Quest Pistols Show (before 2014, Quest Pistols) are a Ukrainian pop-rock band formed in 2007, originally consisting of Anton Savlepov (vocals, guitar), Nikita Goruk (vocals, bass), and Konstantin 'Kostya' Borovsky (vocals, keyboard). In 2012 Kostya left the band and was replaced by Daniel Joy. The band began as a group of dancers in a show called "Quest Ballet". On April 1, 2007 they took part as singers during the show "Chance" as an April Fools prank with the song "Я устал" and received over 60,000 positive votes. After their success, the group decided to become a band. Since their formation, the band has released the studio albums: Dlja tebja, in 2007 and Superklass in 2009; and one EP "Волшебные краски + ROCK’N'ROLL и кружева" in 2008, and now the single 'Forget Everything' in 2013 (later added to the album 'Shards of Ice'). This song marks the start of 'a new stage' of the band, completely different from the usual image. The press team commented; 'With this release, they start the next level in their musical career, it's changed not only the style of sound, but the pitch, perception, positioning, and also the choice of material.' Most recently, the band released 'Shards of Ice', which takes the band in a more electronic and synthpop direction.
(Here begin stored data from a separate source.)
impl Context {
    /// Negation by duality.
    ///
    /// ```text
    /// ~0 = 1    ~X = X    ~? = ?
    /// ~x = x'   ~Or(a, b) = Nor(a, b)   ~Implies(p, q) = NotImplies(p, q)
    /// ```
    ///
    /// Operators keep their arguments and their `simple` flag.
    pub fn invert(&self, f: Bx) -> Bx {
        match self.node(f) {
            Node::Constant(kind) => match kind {
                Kind::Zero => self.one(),
                Kind::One => self.zero(),
                _ => f,
            },
            Node::Literal(lit) => self.lit_bx(lit.negate()),
            Node::Operator(op) => self.mk_op(op.kind.dual(), op.args.to_vec(), op.simple),
        }
    }

    /// Rebuild `f` with all operators reduced to canonical simple form.
    ///
    /// Simple nodes are returned unchanged, so the pass is idempotent.
    pub fn simplify(&self, f: Bx) -> Bx {
        debug!("simplify(f = {})", f);
        let mut memo = HashMap::new();
        self.simplify_(f, &mut memo)
    }

    fn simplify_(&self, f: Bx, memo: &mut HashMap<Bx, Bx>) -> Bx {
        let node = self.node(f);
        if node.is_simple() {
            return f;
        }
        if let Some(&res) = memo.get(&f) {
            return res;
        }
        let key = OpKey::Simplify(f);
        if let Some(res) = self.cache_get(key) {
            debug!("cache: simplify({}) -> {}", f, res);
            return res;
        }

        let args: Vec<Bx> = node.args().iter().map(|&a| self.simplify_(a, memo)).collect();
        let res = self.reduce(node.kind(), &args);

        memo.insert(f, res);
        self.cache_insert(key, res);
        res
    }

    /// Push all negations down to the literals.
    ///
    /// Negative operators are replaced with their De Morgan duals:
    ///
    /// ```text
    /// Nor(a, b)          => And(~a, ~b)
    /// Nand(a, b)         => Or(~a, ~b)
    /// Xnor(a, b)         => Xor(~a, b)
    /// Unequal(a, b)      => Equal(~a, b)
    /// Unequal(a, b, c)   => And(Or(a, b, c), Or(~a, ~b, ~c))
    /// Implies(p, q)      => Or(~p, q)
    /// NotImplies(p, q)   => And(p, ~q)
    /// NotIfThenElse(s, a, b) => IfThenElse(s, ~a, ~b)
    /// ```
    ///
    /// The result is built with raw constructors, so argument order is
    /// preserved. Subgraphs without negative operators are returned as-is.
    ///
    /// `Unequal` over more than two arguments means "not all equal", which
    /// no single `Equal` expresses, hence the conjunction above.
    pub fn pushdown_not(&self, f: Bx) -> Bx {
        debug!("pushdown_not(f = {})", f);
        let mut memo = HashMap::new();
        self.pushdown_not_(f, &mut memo)
    }

    fn pushdown_not_(&self, f: Bx, memo: &mut HashMap<Bx, Bx>) -> Bx {
        let node = self.node(f);
        let Node::Operator(op) = node else {
            return f;
        };
        if let Some(&res) = memo.get(&f) {
            return res;
        }
        let key = OpKey::PushdownNot(f);
        if let Some(res) = self.cache_get(key) {
            return res;
        }

        let args = &op.args;
        let mut down = |g: Bx| self.pushdown_not_(g, memo);

        let res = match op.kind {
            Kind::Nor => {
                let xs: Vec<Bx> = args.iter().map(|&a| down(self.invert(a))).collect();
                self.and(xs)
            }
            Kind::Nand => {
                let xs: Vec<Bx> = args.iter().map(|&a| down(self.invert(a))).collect();
                self.or(xs)
            }
            Kind::Xnor => {
                let mut xs = Vec::with_capacity(args.len());
                xs.push(down(self.invert(args[0])));
                xs.extend(args[1..].iter().map(|&a| down(a)));
                self.xor(xs)
            }
            Kind::Unequal if args.len() == 2 => {
                let xs = vec![down(self.invert(args[0])), down(args[1])];
                self.eq(xs)
            }
            Kind::Unequal => {
                let pos: Vec<Bx> = args.iter().map(|&a| down(a)).collect();
                let neg: Vec<Bx> = args.iter().map(|&a| down(self.invert(a))).collect();
                self.and([self.or(pos), self.or(neg)])
            }
            Kind::Implies => {
                let xs = vec![down(self.invert(args[0])), down(args[1])];
                self.or(xs)
            }
            Kind::NotImplies => {
                let xs = vec![down(args[0]), down(self.invert(args[1]))];
                self.and(xs)
            }
            Kind::NotIfThenElse => {
                let s = down(args[0]);
                let d1 = down(self.invert(args[1]));
                let d0 = down(self.invert(args[2]));
                self.ite(s, d1, d0)
            }
            kind => {
                let xs: Vec<Bx> = args.iter().map(|&a| down(a)).collect();
                if xs[..] == args[..] {
                    f
                } else {
                    self.mk_op(kind, xs, false)
                }
            }
        };

        memo.insert(f, res);
        self.cache_insert(key, res);
        res
    }

    /// Balanced `Xor` expansion into lattice operators.
    fn xor_latop(&self, args: &[Bx]) -> Bx {
        match args.len() {
            0 => self.zero(),
            1 => args[0],
            n => {
                let a = self.xor_latop(&args[..n / 2]);
                let b = self.xor_latop(&args[n / 2..]);
                // a ^ b = ~a & b | a & ~b
                self.or([
                    self.and([self.invert(a), b]),
                    self.and([a, self.invert(b)]),
                ])
            }
        }
    }

    /// Rewrite `f` using only `Or`, `And` and their duals.
    ///
    /// ```text
    /// Xor(a, b)          => Or(And(~a, b), And(a, ~b))    (balanced for n args)
    /// Equal(a, b, c)     => Or(And(a, b, c), And(~a, ~b, ~c))
    /// Unequal(a, b, c)   => And(Or(a, b, c), Or(~a, ~b, ~c))
    /// Implies(p, q)      => Or(~p, q)
    /// IfThenElse(s, a, b) => Or(And(s, a), And(~s, b))
    /// ```
    pub fn to_latop(&self, f: Bx) -> Bx {
        debug!("to_latop(f = {})", f);
        let mut memo = HashMap::new();
        self.to_latop_(f, &mut memo)
    }

    fn to_latop_(&self, f: Bx, memo: &mut HashMap<Bx, Bx>) -> Bx {
        let node = self.node(f);
        let Node::Operator(op) = node else {
            return f;
        };
        if let Some(&res) = memo.get(&f) {
            return res;
        }
        let key = OpKey::ToLatop(f);
        if let Some(res) = self.cache_get(key) {
            return res;
        }

        let xs: Vec<Bx> = op.args.iter().map(|&a| self.to_latop_(a, memo)).collect();
        let neg = |xs: &[Bx]| -> Vec<Bx> { xs.iter().map(|&x| self.invert(x)).collect() };

        let res = match op.kind {
            Kind::Or | Kind::Nor | Kind::And | Kind::Nand => {
                if xs[..] == op.args[..] {
                    f
                } else {
                    self.mk_op(op.kind, xs, false)
                }
            }
            Kind::Xor => self.xor_latop(&xs),
            Kind::Xnor => self.invert(self.xor_latop(&xs)),
            Kind::Equal => {
                let ns = neg(&xs);
                self.or([self.and(xs), self.and(ns)])
            }
            Kind::Unequal => {
                let ns = neg(&xs);
                self.and([self.or(xs), self.or(ns)])
            }
            Kind::Implies => self.or([self.invert(xs[0]), xs[1]]),
            Kind::NotImplies => self.and([xs[0], self.invert(xs[1])]),
            Kind::IfThenElse | Kind::NotIfThenElse => {
                let (s, d1, d0) = (xs[0], xs[1], xs[2]);
                let ite = self.or([self.and([s, d1]), self.and([self.invert(s), d0])]);
                if op.kind.is_neg() {
                    self.invert(ite)
                } else {
                    ite
                }
            }
            _ => unreachable!(),
        };

        memo.insert(f, res);
        self.cache_insert(key, res);
        res
    }

    /// Balanced binary tree of `kind` over the given arguments.
    fn binary_tree(&self, kind: Kind, args: &[Bx]) -> Bx {
        match args.len() {
            0..=2 => self.mk_nary(kind, args.to_vec()),
            n => {
                let a = self.binary_tree(kind, &args[..n / 2]);
                let b = self.binary_tree(kind, &args[n / 2..]);
                self.mk_op(kind, vec![a, b], false)
            }
        }
    }

    /// Balanced binary tree with the dual kind only at the root.
    fn binary_tree_dual(&self, kind: Kind, args: &[Bx]) -> Bx {
        let n = args.len();
        if n <= 2 {
            return self.mk_nary(kind, args.to_vec());
        }
        let a = self.binary_tree(kind.positive(), &args[..n / 2]);
        let b = self.binary_tree(kind.positive(), &args[n / 2..]);
        self.mk_op(kind, vec![a, b], false)
    }

    /// Rewrite all n-ary operators into balanced trees of binary operators.
    ///
    /// Negative kinds keep the negation at the root only, e.g.
    /// `Nor(a, b, c, d) => Nor(Or(a, b), Or(c, d))`. `Equal` becomes the
    /// conjunction of adjacent pairwise equalities.
    pub fn to_binop(&self, f: Bx) -> Bx {
        debug!("to_binop(f = {})", f);
        let mut memo = HashMap::new();
        self.to_binop_(f, &mut memo)
    }

    fn to_binop_(&self, f: Bx, memo: &mut HashMap<Bx, Bx>) -> Bx {
        let node = self.node(f);
        let Node::Operator(op) = node else {
            return f;
        };
        if let Some(&res) = memo.get(&f) {
            return res;
        }
        let key = OpKey::ToBinop(f);
        if let Some(res) = self.cache_get(key) {
            return res;
        }

        let xs: Vec<Bx> = op.args.iter().map(|&a| self.to_binop_(a, memo)).collect();

        let res = match op.kind {
            Kind::Or | Kind::And | Kind::Xor if xs.len() > 2 => self.binary_tree(op.kind, &xs),
            Kind::Nor | Kind::Nand | Kind::Xnor if xs.len() > 2 => {
                self.binary_tree_dual(op.kind, &xs)
            }
            Kind::Equal | Kind::Unequal if xs.len() > 2 => {
                let pairs: Vec<Bx> = xs.windows(2).map(|w| self.eq([w[0], w[1]])).collect();
                if op.kind == Kind::Equal {
                    self.binary_tree(Kind::And, &pairs)
                } else {
                    self.binary_tree_dual(Kind::Nand, &pairs)
                }
            }
            _ if xs[..] == op.args[..] => f,
            kind => self.mk_op(kind, xs, false),
        };

        memo.insert(f, res);
        self.cache_insert(key, res);
        res
    }

    /// Negation normal form: only `Or`, `And` and literals, simplified.
    pub fn to_nnf(&self, f: Bx) -> Bx {
        debug!("to_nnf(f = {})", f);
        self.simplify(self.pushdown_not(self.to_latop(f)))
    }

    /// Conjunctive normal form.
    ///
    /// Clauses are distributed over the NNF, so the result may be
    /// exponentially larger than the input.
    pub fn to_cnf(&self, f: Bx) -> Bx {
        debug!("to_cnf(f = {})", f);
        self.to_normal_form(f, Kind::And)
    }

    /// Disjunctive normal form.
    ///
    /// Terms are distributed over the NNF, so the result may be
    /// exponentially larger than the input.
    pub fn to_dnf(&self, f: Bx) -> Bx {
        debug!("to_dnf(f = {})", f);
        self.to_normal_form(f, Kind::Or)
    }

    fn to_normal_form(&self, f: Bx, outer: Kind) -> Bx {
        let nnf = self.to_nnf(f);
        if self.kind(nnf).is_unknown() {
            return nnf;
        }

        let mut memo = HashMap::new();
        let sets = self.distribute(nnf, outer, &mut memo);
        debug!("{} sets of size {}", outer, sets.len());

        let inner = if outer == Kind::And { Kind::Or } else { Kind::And };
        let sets: Vec<Bx> = sets
            .into_iter()
            .map(|set| self.mk_lattice(inner, set.into_iter().collect()))
            .collect();
        self.simplify(self.mk_lattice(outer, sets))
    }

    fn mk_lattice(&self, kind: Kind, args: Vec<Bx>) -> Bx {
        if kind == Kind::Or {
            self.or(args)
        } else {
            self.and(args)
        }
    }

    /// Collect the clause (or term) sets of an NNF expression.
    fn distribute(&self, f: Bx, outer: Kind, memo: &mut HashMap<Bx, ClauseSet>) -> ClauseSet {
        let (identity, dominator) = if outer == Kind::And {
            (self.one(), self.zero())
        } else {
            (self.zero(), self.one())
        };

        if f == identity {
            return ClauseSet::new();
        }
        if f == dominator {
            return ClauseSet::from([BTreeSet::new()]);
        }
        if self.kind(f).is_lit() {
            return ClauseSet::from([BTreeSet::from([f])]);
        }
        if let Some(res) = memo.get(&f) {
            return res.clone();
        }

        let node = self.node(f);
        let res = if node.kind() == outer {
            let mut res = ClauseSet::new();
            for &arg in node.args() {
                res.extend(self.distribute(arg, outer, memo));
            }
            res
        } else {
            assert!(
                matches!(node.kind(), Kind::Or | Kind::And),
                "Expression is not in NNF: {}",
                node.kind()
            );
            let mut res = ClauseSet::from([BTreeSet::new()]);
            for &arg in node.args() {
                let sets = self.distribute(arg, outer, memo);
                let mut product = ClauseSet::new();
                for a in &res {
                    for b in &sets {
                        let set: BTreeSet<Bx> = a.union(b).copied().collect();
                        if !self.is_tautology(&set) {
                            product.insert(set);
                        }
                    }
                }
                res = product;
            }
            res
        };

        memo.insert(f, res.clone());
        res
    }

    /// Check whether a set of literals contains some literal together with its complement.
    fn is_tautology(&self, set: &BTreeSet<Bx>) -> bool {
        set.iter().any(|&x| set.contains(&self.invert(x)))
    }
}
In 2008 the band won the MTV Europe Music Awards 2008 as best Ukrainian Act of the year

In 2009 the band had been touring across Russia, Kazakhstan, Uzbekistan, Turkey, Belarus, Latvia, Estonia and Germany.

In 2009 Quest Pistols won MTV Europe Music Awards as the best band.

In January 2016, Anton Savlepov and Nikita Goruk left the band and joined former Quest Pistols member Konstantin Borovsky in a new band called Агонь.

Discography

Studio albums
 2007 - Dlja tebja (Для тебя, For you)
 2008 - Superklass
 2013 - Shards of Ice  - unreleased album
 2016 - Lyubimka  (Любимка, My dear)

EPs
 2008 - Volshebnyye kraski + ROCK’N'ROLL i kruzheva (Волшебные краски + ROCK’N'ROLL и кружева, Magic paints + ROCK'N'ROLL and lace)
 2015 - Sondtrack

Singles
 2008 - Volshebnyye Kraski (Волшебные Краски, Magic paints)
 2013 - Zabudem vse (Забудем все, Forget Everything)
 2015 - Mokraya (Мокрая, Wet) with MONATIK
 2016 - Nepokhozhiye (Непохожие, Unlike)
 2016 - Kruche vsekh (Круче всех, The coolest) feat. Open Kids
 2018 - Ub'yu (Убью, I'll kill) feat. Constantine [Video Version]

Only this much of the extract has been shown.